Well, Despised Icon, Into Eternity, Sikth, and Origin do it, and those are 4 of my fav bands. I say go for it, it adds a lot of layering and versatility to the sound.


----------



## code_red (Apr 21, 2009)

Cool, thanks for the reply. The hard part is finding someone...lol.


----------



## a7stringkilla (Apr 21, 2009)

it all depends on what you guys like, not other people. i personally have never heard a band i liked with two vocalists. bands like that usually try to do waaaayyy too much. if your band calls for lows and mids, why dont you just get that style of vocalist and leave it at that. plus, you gotta worry about the two butting heads.


----------



## Triple7 (Apr 21, 2009)

I think it would definitely work. It would open up new doors for vocal harmonies and layering. There are plenty of bands that do it, just make sure both vocalists don't end up sounding the same like Fellsilent, I still like that band but from what I have read a lot of people don't like either of their vocalists.


----------



## code_red (Apr 21, 2009)

a7stringkilla said:


> it all depends on what you guys like, not other people. i personally have never heard a band i liked with two vocalists. bands like that usually try to do waaaayyy too much. if your band calls for lows and mids, why dont you just get that style of vocalist and leave it at that. plus, you gotta worry about the two butting heads.
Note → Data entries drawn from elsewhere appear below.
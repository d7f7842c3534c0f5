//! Builtin primitive procedures
//!
//! The global table is fixed: every primitive has a name, an arity, a polymorphic type scheme and a
//! native implementation. Primitives are called exactly like closures but never get a frame.

use std::collections::HashMap;

use once_cell::sync::Lazy;

use super::expr::Literal;
use super::types::{Scheme, Type, TypeVar};
use crate::{Error, Result};

#[derive(Debug, Clone, Copy, PartialEq, Eq, Hash)]
pub enum Primitive {
    Add,
    Sub,
    Mul,
    Eq,
    /// Number of steps the machine has executed so far.
    Time,
}

impl Primitive {
    /// Global table order, a primitive's index is its global slot.
    pub const ALL: [Primitive; 5] = [
        Primitive::Add,
        Primitive::Sub,
        Primitive::Mul,
        Primitive::Eq,
        Primitive::Time,
    ];

    pub fn name(self) -> &'static str {
        match self {
            Primitive::Add => "+",
            Primitive::Sub => "-",
            Primitive::Mul => "*",
            Primitive::Eq => "=",
            Primitive::Time => "time",
        }
    }

    pub fn arity(self) -> usize {
        match self {
            Primitive::Time => 0,
            _ => 2,
        }
    }

    pub fn index(self) -> usize {
        self as usize
    }

    pub fn from_index(index: usize) -> Option<Primitive> {
        Self::ALL.get(index).copied()
    }

    pub fn lookup(name: &str) -> Option<Primitive> {
        PRIMITIVES.get(name).copied()
    }

    pub fn scheme(self) -> Scheme {
        match self {
            Primitive::Add | Primitive::Sub | Primitive::Mul => {
                Scheme::mono(Type::Arrow(vec![Type::Int, Type::Int, Type::Int]))
            }
            Primitive::Eq => {
                let a = TypeVar(0);
                Scheme {
                    generics: vec![a],
                    ty: Type::Arrow(vec![Type::Var(a), Type::Var(a), Type::Bool]),
                }
            }
            Primitive::Time => Scheme::mono(Type::Arrow(vec![Type::Int])),
        }
    }

    /// Compute the result. `steps` is what `time` reports.
    pub fn apply(self, args: &[Literal], steps: u64) -> Result<Literal> {
        if args.len() != self.arity() {
            return Err(Error::trap(format!(
                "`{}` expects {} arguments, got {}",
                self.name(),
                self.arity(),
                args.len()
            )));
        }

        let result = match (self, args) {
            (Primitive::Add, [Literal::Int(a), Literal::Int(b)]) => Literal::Int(a.wrapping_add(*b)),
            (Primitive::Sub, [Literal::Int(a), Literal::Int(b)]) => Literal::Int(a.wrapping_sub(*b)),
            (Primitive::Mul, [Literal::Int(a), Literal::Int(b)]) => Literal::Int(a.wrapping_mul(*b)),
            (Primitive::Eq, [Literal::Int(a), Literal::Int(b)]) => Literal::Bool(a == b),
            (Primitive::Eq, [Literal::Bool(a), Literal::Bool(b)]) => Literal::Bool(a == b),
            (Primitive::Time, []) => Literal::Int(steps as i64),
            _ => {
                return Err(Error::trap(format!(
                    "bad operands for `{}`: {:?}",
                    self.name(),
                    args
                )))
            }
        };

        Ok(result)
    }
}

static PRIMITIVES: Lazy<HashMap<&'static str, Primitive>> = Lazy::new(|| {
    let mut map = HashMap::new();

    for prim in Primitive::ALL {
        map.insert(prim.name(), prim);
    }

    map
});
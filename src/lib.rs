//! MBL: a small Scheme-like language compiled to a stack machine.
//!
//! The crate takes an untagged expression tree (usually produced by [reader::read]) and turns it
//! into a verified bytecode program which is then executed by [runtime::vm::Vm].
//!
//! # Compilation Passes
//!
//! 1. Alphatize: every bound name gets a globally unique name, see [compiler::alphatize].
//! 2. Let recovery: `((lambda (x ...) body) arg ...)` becomes `(let ((x arg) ...) body)`.
//! 3. Fixing letrec: `letrec` over lambdas becomes a single `fix` node.
//! 4. Tagging: every node gets an integer identity used as a key into side tables.
//! 5. Type inference: annotate, collect constraints, unify.
//! 6. Analyses: tail calls and escaping closures.
//! 7. Bytecode generation: closure conversion, tail calls via `shift`, two-phase label resolution.
//!
//! Invoke [compiler::compile] to run all of the passes, or [run] to also execute the result.

pub mod bytecode;
pub mod compiler;
pub mod error;
pub mod reader;
pub mod runtime;
pub mod simple_eval;

pub use error::{Error, Result};

use runtime::{value::Value, vm::Vm};

/// Compile `source` and run it to completion, returning the final accumulator.
pub fn run(source: &str) -> Result<Value> {
    let compilation = compiler::compile(source)?;
    let mut vm = Vm::new(compilation.program);
    vm.run()
}
//! Alphatize phase
//!
//! This phase is responsible for assigning a unique name to each bound variable. Every binder
//! (`lambda` parameters, `let`, `letrec` and `fix` names) gets a fresh name of the form
//! `<name>.<n>` where `n` is taken from a counter shared by the whole program. References that
//! are not bound anywhere are left as is, they refer to globals.
//!
//! After this pass no two binders share a name, which is what later passes rely on when they use
//! flat scope lists.

use std::collections::HashMap;

use super::expr::*;

pub fn alphatize_name(orig: &str, counter: &mut usize) -> Variable {
    let name = format!("{}.{}", orig, *counter);
    *counter += 1;
    name
}

struct Renamer {
    counter: usize,
    frames: Vec<HashMap<Variable, Variable>>,
}

impl Renamer {
    fn lookup(&self, name: &str) -> Variable {
        self.frames
            .iter()
            .rev()
            .find_map(|frame| frame.get(name))
            .cloned()
            .unwrap_or_else(|| name.to_string())
    }

    /// Push a frame binding every name in `vars`, returning the renamed list.
    fn enter(&mut self, vars: &[Variable]) -> Vec<Variable> {
        let mut frame = HashMap::with_capacity(vars.len());
        let renamed = vars
            .iter()
            .map(|var| {
                let new_var = alphatize_name(var, &mut self.counter);
                frame.insert(var.clone(), new_var.clone());
                new_var
            })
            .collect();
        self.frames.push(frame);
        renamed
    }

    fn leave(&mut self) {
        self.frames.pop();
    }

    fn lambda<T: Clone>(&mut self, lam: &Lambda<T>) -> Lambda<T> {
        let vars = self.enter(&lam.vars);
        let body = self.expr(&lam.body);
        self.leave();
        Lambda::new(vars, body)
    }

    fn expr<T: Clone>(&mut self, expr: &Expr<T>) -> Expr<T> {
        match expr {
            Expr::Lit(lit, t) => Expr::Lit(*lit, t.clone()),
            Expr::Var(name, t) => Expr::Var(self.lookup(name), t.clone()),
            Expr::Cond(test, then, else_, t) => Expr::Cond(
                Box::new(self.expr(test)),
                Box::new(self.expr(then)),
                Box::new(self.expr(else_)),
                t.clone(),
            ),
            Expr::Abs(lam, t) => Expr::Abs(self.lambda(lam), t.clone()),
            Expr::Set(name, value, t) => {
                Expr::Set(self.lookup(name), Box::new(self.expr(value)), t.clone())
            }
            Expr::App(func, args, t) => Expr::App(
                Box::new(self.expr(func)),
                args.iter().map(|arg| self.expr(arg)).collect(),
                t.clone(),
            ),
            Expr::Let(vars, bindings, body, t) => {
                // bindings are evaluated outside of the new scope
                let bindings = bindings.iter().map(|b| self.expr(b)).collect();
                let vars = self.enter(vars);
                let body = self.expr(body);
                self.leave();
                Expr::Let(vars, bindings, Box::new(body), t.clone())
            }
            Expr::Letrec(vars, bindings, body, t) => {
                let vars = self.enter(vars);
                let bindings = bindings.iter().map(|b| self.expr(b)).collect();
                let body = self.expr(body);
                self.leave();
                Expr::Letrec(vars, bindings, Box::new(body), t.clone())
            }
            Expr::Fix(names, tags, lambdas, body, t) => {
                let names = self.enter(names);
                let lambdas = lambdas.iter().map(|lam| self.lambda(lam)).collect();
                let body = self.expr(body);
                self.leave();
                Expr::Fix(names, tags.clone(), lambdas, Box::new(body), t.clone())
            }
            Expr::Seq(exprs, t) => {
                Expr::Seq(exprs.iter().map(|e| self.expr(e)).collect(), t.clone())
            }
        }
    }
}

/// Rename every bound variable in `expr`.
pub fn alphatize<T: Clone>(expr: &Expr<T>) -> Expr<T> {
    let mut renamer = Renamer {
        counter: 0,
        frames: Vec::new(),
    };

    renamer.expr(expr)
}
That's what I'm worried about. I don't want them to over complicate things or butt heads. We haven't talked to him yet either so he may not be into it at all so we'd have to say "see ya."

I do think if it's done right it would be awesome. But, like mentioned it could be too much... I'm mixed.


----------



## Mazzakazza (Apr 21, 2009)

I think SikTh!


----------



## Petef2007 (Apr 21, 2009)

Go for it i say, theres plenty of bands who have 2 vocalists, as well as plenty who experiment with more then 1 vocalist too. As a7stringkilla said though, be wary of overcomplicating things, or on the other side of the scale, dumbing them down to the extent where a second vocalist would be unnecessary.


----------



## a7stringkilla (Apr 21, 2009)

Mazzakazza said:


> I think SikTh!




i think SHIT!!!! song was great till the chorus hit, or didnt. if you want your music to go from heavy as hell to smooth jazz and back then yeah, do that. i personally like songs that stay within themselves and keep the same mood. lets put it this way. if heavy shit pumps you up and your sparring or something while that song is on, you might get yourself knocked out when the chorus plays. see what im getting at.....sorta?


----------



## vampiregenocide (Apr 21, 2009)

I like dual vocal melodies myself


----------



## darbdavys (Apr 21, 2009)

a7stringkilla said:


> i think SHIT!!!! song was great till the chorus hit, or didnt. if you want your music to go from heavy as hell to smooth jazz and back then yeah, do that. i personally like songs that stay within themselves and keep the same mood. lets put it this way. if heavy shit pumps you up and your sparring or something while that song is on, you might get yourself knocked out when the chorus plays. see what im getting at.....sorta?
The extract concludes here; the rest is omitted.